This kind of lending is called hard-money because the borrower has to put up collateral or sign some sort of agreement that gives the lender access to future income. In other words they have to promise hard money in order to get the loan. A classic example of it is a payday loan in which the borrower uses his or her next paycheck or salary payment as collateral for a loan.
Interested in Cash
There are a wide variety of hard money lenders out there including pawnbrokers, payday lenders and many companies that specialize on such loans to businesses. There are some lenders that make hard-money loans to real estate investors in such an arrangement the borrower has to put up the property or a lien on the property as collateral.
Another example of such lending is a factor that lends money to businesses. A factor often uses a company’s inventory as collateral. An accounts-receivable lender uses a business’s outstanding or unpaid invoices as collateral. Other lenders may loan to business if the business owner signs an agreement to let them take part of the business’s cash flow for loan repayment.
The main characteristic of such lenders is that they are interested in cash. If a person or business has cash or the ability to generate it they will loan him or it money. This flexibility in lending often comes at a high price though.
High Interest Rates and Strict Repayment Terms
Hard-money lenders are popular because they will lend funds without a credit report. They often loan funds to individuals and business that cannot borrow anywhere else such as persons with bad credit. Others may loan to immigrants, start up businesses and others that cannot get traditional loans.
They are willing to make such risky loans because they charge a much higher interest rate than the banks would. A hard-money lender might charge a business 15% or 20% interest on a loan. He will also impose strict repayment terms so the borrower will have to pay the funds back quickly. He or she may have to sign an agreement letting the lender take funds from his or her bank account for repayment.
Obviously such lending is not a good deal for the average person. A person or business that can get a bank loan or line of credit should use it instead. It will cost less and the terms will generally be better.

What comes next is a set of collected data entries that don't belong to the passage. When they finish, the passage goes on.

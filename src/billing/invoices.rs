//! Invoice management functionality

use bigdecimal::BigDecimal;
use uuid::Uuid;

use crate::traits::*;
use crate::types::*;
use crate::utils::validation;

/// Invoice manager for issuing and reading invoices
pub struct InvoiceManager<S: BillingStorage> {
    storage: S,
}

impl<S: BillingStorage> InvoiceManager<S> {
    /// Create a new invoice manager
    pub fn new(storage: S) -> Self {
        Self { storage }
    }

    /// Issue a new invoice with the given payment schedule.
    ///
    /// One fee is created per schedule amount, numbered in order starting at
    /// 1, and the invoice total is the sum of the schedule. All amounts must
    /// be positive.
    pub async fn issue(
        &mut self,
        schedule: Vec<BigDecimal>,
    ) -> BillingResult<(Invoice, Vec<Fee>)> {
        validation::validate_schedule(&schedule)?;

        let total: BigDecimal = schedule.iter().sum();
        let invoice = Invoice::new(Uuid::new_v4().to_string(), total);
        self.storage.save_invoice(&invoice).await?;

        let mut fees = Vec::with_capacity(schedule.len());
        for (index, amount) in schedule.into_iter().enumerate() {
            let fee = Fee::new(
                Uuid::new_v4().to_string(),
                invoice.id.clone(),
                index as u32 + 1,
                amount,
            );
            self.storage.save_fee(&fee).await?;
            fees.push(fee);
        }

        Ok((invoice, fees))
    }

    /// Get an invoice by ID
    pub async fn get_invoice(&self, invoice_id: &str) -> BillingResult<Option<Invoice>> {
        self.storage.get_invoice(invoice_id).await
    }

    /// Get an invoice by ID, returning an error if not found
    pub async fn get_invoice_required(&self, invoice_id: &str) -> BillingResult<Invoice> {
        self.storage
            .get_invoice(invoice_id)
            .await?
            .ok_or_else(|| BillingError::InvoiceNotFound(invoice_id.to_string()))
    }

    /// List an invoice's fees in schedule order
    pub async fn list_fees(&self, invoice_id: &str) -> BillingResult<Vec<Fee>> {
        self.storage.list_invoice_fees(invoice_id).await
    }
}
//! Result type definitions

use chrono::{DateTime, Utc};
use serde::{Deserialize, Serialize};

/// A sub-link shown beneath a web result
#[derive(Debug, Clone, Default, PartialEq, Eq, Serialize, Deserialize)]
pub struct DeepLink {
    pub title: String,
    pub url: String,
}

/// A single result exactly as a provider returned it.
///
/// Every field is optional; the normalizer applies the defaults.
#[derive(Debug, Clone, Default, PartialEq, Serialize, Deserialize)]
#[serde(default)]
pub struct RawResult {
    /// Absent or empty titles are dropped during normalization
    pub title: Option<String>,
    /// Absent or empty URLs are dropped during normalization
    pub url: Option<String>,
    /// Falls back to `url`
    pub display_url: Option<String>,
    /// Falls back to an empty snippet
    pub description: Option<String>,
    pub cache_url: Option<String>,
    pub deep_links: Option<Vec<DeepLink>>,
    pub thumbnail: Option<String>,
    pub published_at: Option<DateTime<Utc>>,
}

impl RawResult {
    pub fn new(title: impl Into<String>, url: impl Into<String>) -> Self {
        Self {
            title: Some(title.into()),
            url: Some(url.into()),
            ..Default::default()
        }
    }

    pub fn with_description(mut self, description: impl Into<String>) -> Self {
        self.description = Some(description.into());
        self
    }

    pub fn with_display_url(mut self, display_url: impl Into<String>) -> Self {
        self.display_url = Some(display_url.into());
        self
    }
}

/// Decoded provider payload, before normalization
#[derive(Debug, Clone, Default, PartialEq, Serialize, Deserialize)]
#[serde(default)]
pub struct ProviderResponse {
    /// Provider's estimate of the total number of matches
    pub total: u64,
    /// Zero-based index of the first result in `results`
    pub offset: u64,
    pub results: Vec<RawResult>,
    pub spelling_suggestion: Option<String>,
    pub related_terms: Vec<String>,
}

impl ProviderResponse {
    pub fn empty(offset: u64) -> Self {
        Self {
            offset,
            ..Default::default()
        }
    }

    pub fn is_empty(&self) -> bool {
        self.results.is_empty()
    }
}

/// A result in the uniform shape returned to callers
#[derive(Debug, Clone, Default, PartialEq, Serialize, Deserialize)]
pub struct NormalizedResult {
    /// Never empty
    pub title: String,
    #[serde(rename = "unescapedUrl")]
    pub url: String,
    #[serde(rename = "displayUrl")]
    pub display_url: String,
    pub content: String,
    #[serde(rename = "cacheUrl", skip_serializing_if = "Option::is_none")]
    pub cache_url: Option<String>,
    #[serde(rename = "deepLinks", skip_serializing_if = "Option::is_none")]
    pub deep_links: Option<Vec<DeepLink>>,
    #[serde(skip_serializing_if = "Option::is_none")]
    pub thumbnail: Option<String>,
    #[serde(rename = "publishedAt", skip_serializing_if = "Option::is_none")]
    pub published_at: Option<DateTime<Utc>>,
}
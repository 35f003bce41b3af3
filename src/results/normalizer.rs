//! Provider response normalization
//!
//! Maps provider payloads to [`NormalizedResult`]s, dropping untitled and
//! excluded results, and cleans up the provider's spelling and related-search
//! markup.

use super::types::{NormalizedResult, ProviderResponse, RawResult};
use crate::tenant::TenantScope;
use once_cell::sync::Lazy;
use regex::Regex;
use tracing::debug;
use url::Url;

/// Highlight markers providers wrap around matched terms
pub const HIGHLIGHT_START: char = '\u{E000}';
pub const HIGHLIGHT_END: char = '\u{E001}';

static STRONG_TAG: Lazy<Regex> = Lazy::new(|| Regex::new(r"</?strong>").unwrap());
static WHITESPACE: Lazy<Regex> = Lazy::new(|| Regex::new(r"\s+").unwrap());

/// Normalizes provider responses for one tenant
pub struct ResponseNormalizer<'a> {
    tenant: &'a TenantScope,
    excluded_domains: &'a [String],
}

impl<'a> ResponseNormalizer<'a> {
    /// `excluded_domains` applies to every tenant, on top of the tenant's own
    pub fn new(tenant: &'a TenantScope, excluded_domains: &'a [String]) -> Self {
        Self {
            tenant,
            excluded_domains,
        }
    }

    /// Normalize every result in the response. Never aborts the batch; a
    /// result that cannot be mapped is dropped on its own.
    pub fn normalize(&self, response: &ProviderResponse) -> Vec<NormalizedResult> {
        let normalized: Vec<_> = response
            .results
            .iter()
            .filter_map(|raw| self.normalize_one(raw))
            .collect();

        let dropped = response.results.len() - normalized.len();
        if dropped > 0 {
            debug!(
                "Dropped {} of {} results for tenant {}",
                dropped,
                response.results.len(),
                self.tenant.id
            );
        }

        normalized
    }

    fn normalize_one(&self, raw: &RawResult) -> Option<NormalizedResult> {
        let title = raw.title.as_deref().map(str::trim).unwrap_or_default();
        let url = raw.url.as_deref().map(str::trim).unwrap_or_default();
        if title.is_empty() || url.is_empty() || self.url_is_excluded(url) {
            return None;
        }

        Some(NormalizedResult {
            title: title.to_string(),
            url: url.to_string(),
            display_url: raw
                .display_url
                .as_deref()
                .filter(|d| !d.trim().is_empty())
                .unwrap_or(url)
                .to_string(),
            content: raw.description.clone().unwrap_or_default(),
            cache_url: raw.cache_url.clone(),
            deep_links: raw.deep_links.clone(),
            thumbnail: raw.thumbnail.clone(),
            published_at: raw.published_at,
        })
    }

    /// A URL is excluded when its host ends with an excluded domain, or when
    /// it exactly matches one of the tenant's excluded URLs. URLs that do not
    /// parse are only checked against the exact list.
    pub fn url_is_excluded(&self, url: &str) -> bool {
        if let Some(host) = Url::parse(url).ok().and_then(|u| u.host_str().map(str::to_lowercase)) {
            let excluded = self
                .excluded_domains
                .iter()
                .chain(self.tenant.excluded_domains.iter())
                .filter(|domain| !domain.is_empty())
                .any(|domain| host.ends_with(&domain.to_lowercase()));
            if excluded {
                return true;
            }
        }
        self.tenant.excluded_urls.contains(url)
    }
}

/// Remove provider highlight markers
pub fn strip_highlights(text: &str) -> String {
    text.chars()
        .filter(|c| *c != HIGHLIGHT_START && *c != HIGHLIGHT_END)
        .collect()
}

/// Remove `<strong>` markup from related searches
pub fn remove_strong(terms: &[String]) -> Vec<String> {
    terms
        .iter()
        .map(|term| STRONG_TAG.replace_all(term, "").to_string())
        .collect()
}

/// Clean a provider's "did you mean" suggestion.
///
/// The scope clause, parentheses, highlight markers and hyphens are removed.
/// Returns `None` when nothing is left or when the suggestion just repeats
/// the user's query.
pub fn clean_spelling_suggestion(suggestion: Option<&str>, query: &str) -> Option<String> {
    let cleaned = strip_extra_chars(suggestion?);
    if cleaned.is_empty() || cleaned == strip_extra_chars(query) {
        return None;
    }
    Some(cleaned)
}

fn strip_extra_chars(text: &str) -> String {
    let head = text.split(" (scopeid").next().unwrap_or_default();
    let stripped: String = strip_highlights(head)
        .chars()
        .filter(|c| !matches!(c, '(' | ')' | '-'))
        .collect();
    WHITESPACE.replace_all(stripped.trim(), " ").to_string()
}
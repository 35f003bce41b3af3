//! Search impression logging
//!
//! Every completed search records which result modules were shown. Logging is
//! fire-and-forget: it never delays or fails the search.

use crate::search::{SearchResultEnvelope, Vertical};
use async_trait::async_trait;
use chrono::{DateTime, Utc};
use serde::{Deserialize, Serialize};
use std::fmt;
use std::sync::{Arc, Mutex};
use thiserror::Error;
use tokio::task::JoinHandle;
use tracing::{info, warn};
use uuid::Uuid;

/// Result modules shown on a results page
#[derive(Debug, Clone, Copy, PartialEq, Eq, Hash, Serialize, Deserialize)]
pub enum ModuleTag {
    /// Web results from an external provider
    #[serde(rename = "BWEB")]
    Web,
    /// Image results from an external provider
    #[serde(rename = "IMAG")]
    Image,
    /// Image results from the internal image index
    #[serde(rename = "OASIS")]
    InternalImage,
    #[serde(rename = "NEWS")]
    News,
    #[serde(rename = "OVER")]
    SpellingOverride,
    #[serde(rename = "BSPEL")]
    Spelling,
    #[serde(rename = "SREL")]
    Related,
    #[serde(rename = "AIDOC")]
    IndexedDocuments,
    #[serde(rename = "BOOS")]
    Boosted,
    #[serde(rename = "AGEN")]
    Agency,
    #[serde(rename = "MEDL")]
    MedTopic,
    #[serde(rename = "BBG")]
    FeaturedCollections,
}

impl ModuleTag {
    pub fn as_str(&self) -> &'static str {
        match self {
            Self::Web => "BWEB",
            Self::Image => "IMAG",
            Self::InternalImage => "OASIS",
            Self::News => "NEWS",
            Self::SpellingOverride => "OVER",
            Self::Spelling => "BSPEL",
            Self::Related => "SREL",
            Self::IndexedDocuments => "AIDOC",
            Self::Boosted => "BOOS",
            Self::Agency => "AGEN",
            Self::MedTopic => "MEDL",
            Self::FeaturedCollections => "BBG",
        }
    }

    /// Modules shown for a completed search.
    ///
    /// `internal_results` marks organic results served by the internal index.
    pub fn for_envelope(envelope: &SearchResultEnvelope, internal_results: bool) -> Vec<Self> {
        let mut modules = Vec::new();
        let mut push = |tag: Self| {
            if !modules.contains(&tag) {
                modules.push(tag);
            }
        };

        if envelope.total > 0 {
            push(match envelope.vertical {
                Vertical::Web => Self::Web,
                Vertical::Image if internal_results => Self::InternalImage,
                Vertical::Image => Self::Image,
                Vertical::News => Self::News,
            });
        }
        if envelope.spelling_suggestion.is_some() {
            push(Self::SpellingOverride);
            push(Self::Spelling);
        }
        if envelope.has_related_searches() {
            push(Self::Related);
        }
        if envelope.news_items.as_ref().is_some_and(|n| !n.is_empty()) {
            push(Self::News);
        }
        if envelope.indexed_documents.as_ref().is_some_and(|d| !d.is_empty()) {
            push(Self::IndexedDocuments);
        }
        if envelope.has_boosted_contents() {
            push(Self::Boosted);
        }
        if envelope.agency.is_some() {
            push(Self::Agency);
        }
        if envelope.med_topic.is_some() {
            push(Self::MedTopic);
        }
        if envelope.has_featured_collections() {
            push(Self::FeaturedCollections);
        }

        modules
    }
}

impl fmt::Display for ModuleTag {
    fn fmt(&self, f: &mut fmt::Formatter<'_>) -> fmt::Result {
        f.write_str(self.as_str())
    }
}

/// One logged search
#[derive(Debug, Clone, PartialEq, Serialize, Deserialize)]
pub struct Impression {
    pub request_id: Uuid,
    pub timestamp: DateTime<Utc>,
    pub vertical: Vertical,
    pub tenant: String,
    pub query: String,
    pub modules: Vec<ModuleTag>,
}

impl Impression {
    pub fn new(vertical: Vertical, tenant: impl Into<String>, query: impl Into<String>, modules: Vec<ModuleTag>) -> Self {
        Self {
            request_id: Uuid::new_v4(),
            timestamp: Utc::now(),
            vertical,
            tenant: tenant.into(),
            query: query.into(),
            modules,
        }
    }

    /// Module tags joined with `|`
    pub fn modules_label(&self) -> String {
        self.modules
            .iter()
            .map(ModuleTag::as_str)
            .collect::<Vec<_>>()
            .join("|")
    }
}

#[derive(Debug, Clone, Error, PartialEq, Eq)]
pub enum ImpressionError {
    #[error("impression sink unavailable: {0}")]
    Unavailable(String),
}

/// Destination for impressions
#[async_trait]
pub trait ImpressionSink: Send + Sync {
    async fn record(&self, impression: &Impression) -> Result<(), ImpressionError>;
}

/// Writes each impression as a structured event on the `impressions` target
#[derive(Debug, Default, Clone, Copy)]
pub struct TracingImpressionLogger;

#[async_trait]
impl ImpressionSink for TracingImpressionLogger {
    async fn record(&self, impression: &Impression) -> Result<(), ImpressionError> {
        info!(
            target: "impressions",
            request_id = %impression.request_id,
            vertical = %impression.vertical,
            tenant = %impression.tenant,
            query = %impression.query,
            modules = %impression.modules_label(),
            "search impression"
        );
        Ok(())
    }
}

/// Keeps impressions in memory
#[derive(Debug, Default)]
pub struct MemoryImpressionSink {
    impressions: Mutex<Vec<Impression>>,
}

impl MemoryImpressionSink {
    pub fn new() -> Self {
        Self::default()
    }

    /// Copy of everything recorded so far
    pub fn impressions(&self) -> Vec<Impression> {
        self.impressions
            .lock()
            .map(|guard| guard.clone())
            .unwrap_or_default()
    }

    pub fn len(&self) -> usize {
        self.impressions.lock().map(|guard| guard.len()).unwrap_or(0)
    }

    pub fn is_empty(&self) -> bool {
        self.len() == 0
    }
}

#[async_trait]
impl ImpressionSink for MemoryImpressionSink {
    async fn record(&self, impression: &Impression) -> Result<(), ImpressionError> {
        self.impressions
            .lock()
            .map_err(|e| ImpressionError::Unavailable(e.to_string()))?
            .push(impression.clone());
        Ok(())
    }
}

/// Hands impressions to a sink in the background
#[derive(Clone)]
pub struct ImpressionLogger {
    sink: Arc<dyn ImpressionSink>,
}

impl ImpressionLogger {
    pub fn new(sink: Arc<dyn ImpressionSink>) -> Self {
        Self { sink }
    }

    /// Record an impression without waiting for the sink. Sink failures are
    /// only logged.
    pub fn log(&self, impression: Impression) -> JoinHandle<()> {
        let sink = Arc::clone(&self.sink);
        tokio::spawn(async move {
            if let Err(e) = sink.record(&impression).await {
                warn!(
                    "Failed to record impression {} for tenant {}: {}",
                    impression.request_id, impression.tenant, e
                );
            }
        })
    }
}

impl Default for ImpressionLogger {
    fn default() -> Self {
        Self::new(Arc::new(TracingImpressionLogger))
    }
}
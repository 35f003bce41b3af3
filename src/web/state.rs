//! Application state shared across handlers

use crate::config::Settings;
use crate::network::HttpClient;
use crate::search::SearchServices;
use crate::tenant::{StaticTenantStore, TenantStore};
use std::sync::Arc;

/// Shared application state
#[derive(Clone)]
pub struct AppState {
    /// Global settings
    pub settings: Arc<Settings>,
    /// Search collaborators
    pub services: Arc<SearchServices>,
    /// Tenant lookup
    pub tenants: Arc<dyn TenantStore>,
}

impl AppState {
    /// Create application state from the settings file
    pub fn new(settings: Settings, client: HttpClient) -> Self {
        let services = SearchServices::from_settings(&settings, &client);
        let tenants = StaticTenantStore::new(settings.tenants.clone());
        Self::from_parts(settings, services, Arc::new(tenants))
    }

    pub fn from_parts(
        settings: Settings,
        services: SearchServices,
        tenants: Arc<dyn TenantStore>,
    ) -> Self {
        Self {
            settings: Arc::new(settings),
            services: Arc::new(services),
            tenants,
        }
    }

    /// Get instance name
    pub fn instance_name(&self) -> &str {
        &self.settings.general.instance_name
    }
}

One reason that some entrepreneurs use hard-money lines of credit is that they can get the money quickly. A hard cash lender will often make a decision in few minutes and release the funds immediately. Unlike a bank, he might ask for very little paperwork and be willing to overlook the borrower’s past. Such lenders could also advance funds for questionable business deals or to businesses without a proven track record.
Even though it is very easy to take advantage of hard money lending is not a very good deal. The cost is simply too high and the terms are too strict.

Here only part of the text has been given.